One team of researchers at the University of Melbourne, however, are using diamond-coated carbon fibres in the hope of creating arrays of electrodes that can do both jobs for individual neurons.

“With our electrodes, I see an opportunity to address debilitating diseases such as Parkinson’s, dementia, chronic pain and, maybe even, depression,” says Melanie Stamp, who is part of the research team at the University of Melbourne. While the carbon fibres should also be biocompatible, meaning they reduce the risk of the patient’s body rejecting the implant, Stamp cautions they are still to perform any clinical trials, which will be an important test of the new electrodes performance and safety.

And this highlights an important point for all implantable devices. The invasive nature of surgically attaching electrical devices to nerves means they need to be rigorous assessed to ensure they will not trigger any harmful, unintended reactions from patient’s bodies.

But there may be ways to avoid the need for surgery all together.
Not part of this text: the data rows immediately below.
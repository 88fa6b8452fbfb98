pub mod rv8803;

pub use rv8803::Rv8803;

use log::info;
use thiserror_no_std::Error;

use crate::error::TrackerError;
use crate::time::{DateTime, TimeZone};

/// Largest manual add/subtract step, in seconds.
pub const MAX_ADJUSTMENT_SECONDS: u32 = 3600;

#[derive(Error, Debug, Clone, Copy, PartialEq, Eq)]
pub enum RtcError {
    #[error("RTC not responding")]
    NotAvailable,
    #[error("RTC time is not plausible")]
    InvalidTime,
    #[error("writing the RTC failed")]
    SetFailed,
    #[error("adjustment exceeds one hour")]
    AdjustmentOutOfRange,
    #[error("time zone offset out of range")]
    InvalidTimeZone,
}

impl From<RtcError> for TrackerError {
    fn from(e: RtcError) -> Self {
        match e {
            RtcError::NotAvailable => TrackerError::RtcNotAvailable,
            RtcError::InvalidTime => TrackerError::RtcInvalidTime,
            RtcError::SetFailed => TrackerError::RtcSetFailed,
            RtcError::AdjustmentOutOfRange | RtcError::InvalidTimeZone => {
                TrackerError::InvalidConfiguration
            }
        }
    }
}

#[derive(Debug, Clone, Copy, PartialEq, Eq)]
pub enum RtcState {
    Uninitialized,
    Ready,
    /// A hardware error after init; cleared by the next successful transaction.
    Fault,
}

/// Start-up options for the RTC driver.
#[derive(Debug, Clone, Copy, PartialEq, Eq)]
pub struct RtcConfig {
    pub timezone: TimeZone,
    /// Write the build time when the stored time is not plausible.
    pub auto_compiler_time: bool,
}

impl Default for RtcConfig {
    fn default() -> Self {
        Self {
            timezone: TimeZone::default(),
            auto_compiler_time: true,
        }
    }
}

/// A clock reading paired with the monotonic tick at which it was taken.
#[derive(Debug, Clone, Copy, PartialEq, Eq)]
pub struct RtcTimestamp {
    pub monotonic_ms: u32,
    /// Local time; `None` when the RTC could not be read.
    pub local: Option<DateTime>,
    pub hundredths: u8,
    pub timezone: TimeZone,
}

impl RtcTimestamp {
    pub fn is_valid(&self) -> bool {
        self.local.is_some()
    }
}

#[derive(Debug, Clone, Copy, PartialEq, Eq)]
pub enum TimeAdjustment {
    AddSeconds(u32),
    SubtractSeconds(u32),
    ToggleTimeZone,
    SetCustom(DateTime),
}

/// What the time manager needs from a hardware clock.
pub trait RtcClock {
    fn is_ready(&self) -> bool;

    fn timezone(&self) -> TimeZone;

    /// Read the clock. `now_ms` is captured by the caller before the bus read.
    fn get_timestamp(&mut self, now_ms: u32) -> RtcTimestamp;

    /// Write a local time directly.
    fn set_time(&mut self, local: DateTime) -> Result<(), RtcError>;

    fn set_timezone(&mut self, tz: TimeZone) -> Result<(), RtcError>;

    /// Write a UTC instant, converting to local time first when `apply_tz` is
    /// set. Returns the time actually written.
    fn set_from_gnss(&mut self, utc: DateTime, apply_tz: bool) -> Result<DateTime, RtcError> {
        let local = if apply_tz {
            crate::time::utc_to_local(utc, self.timezone())
        } else {
            utc
        };
        self.set_time(local)?;
        Ok(local)
    }

    /// Add or subtract up to an hour, toggle CST/CDT, or set a custom time.
    /// Returns the local time in effect afterwards.
    fn apply_time_adjustment(&mut self, adjustment: TimeAdjustment) -> Result<DateTime, RtcError> {
        let delta = match adjustment {
            TimeAdjustment::AddSeconds(s) | TimeAdjustment::SubtractSeconds(s)
                if s > MAX_ADJUSTMENT_SECONDS =>
            {
                return Err(RtcError::AdjustmentOutOfRange);
            }
            TimeAdjustment::AddSeconds(s) => i64::from(s),
            TimeAdjustment::SubtractSeconds(s) => -i64::from(s),
            TimeAdjustment::ToggleTimeZone => {
                let tz = self.timezone().toggled();
                self.set_timezone(tz)?;
                info!("RTC time zone now {}", tz);
                return self.get_timestamp(0).local.ok_or(RtcError::NotAvailable);
            }
            TimeAdjustment::SetCustom(local) => {
                if !local.is_plausible() {
                    return Err(RtcError::InvalidTime);
                }
                self.set_time(local)?;
                return Ok(local);
            }
        };

        let now = self.get_timestamp(0).local.ok_or(RtcError::NotAvailable)?;
        let adjusted = now.add_seconds(delta);
        self.set_time(adjusted)?;
        info!("RTC adjusted by {} s to {}", delta, adjusted);
        Ok(adjusted)
    }
}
“For instance, brain stimulation techniques with focused ultrasound are being developed, that do not need electrodes to be implanted into the brain,” explains Fleur Zeldenrust, a neurophysiologist at Radboud University in the Netherlands who studies how the structure of the brain links to its function. “This can, of course, be a great help to patients, as implantation of electrodes always includes some risk. But this also means it becomes easier to manipulate brain activity, with all the ethical implications that come with that.”

There may, however, be limitations to how many conditions can be treated. The brain does not exist in silos, but is a highly distributed and interlinked system, adds Zeldenrust.

“The processing that’s being done in our brain is very distributed,” she says “But a deep brain stimulation electrode influences all cells surrounding one location simultaneously and that will only activate the neurons around it.”

This means treating a broader range of symptoms caused by complex disorders will be difficult as some neurons would need to be stimulated but not others at multiple locations at different times. This is not possible at the moment.

But despite the many technical and regulatory hurdles that still exist, a recent report from The Royal Society in the UK concluded that the next generation of neural interfaces implants could bring wide-ranging benefits.

“In medicine, neural technologies are set to mature and expand significantly in the coming decades, potentially overtaking pharmaceuticals in efficacy in some areas,” it says.

It raises the possibility that a visit in the doctor could soon end with us downloading an algorithm rather than popping pills to make ourselves feel better.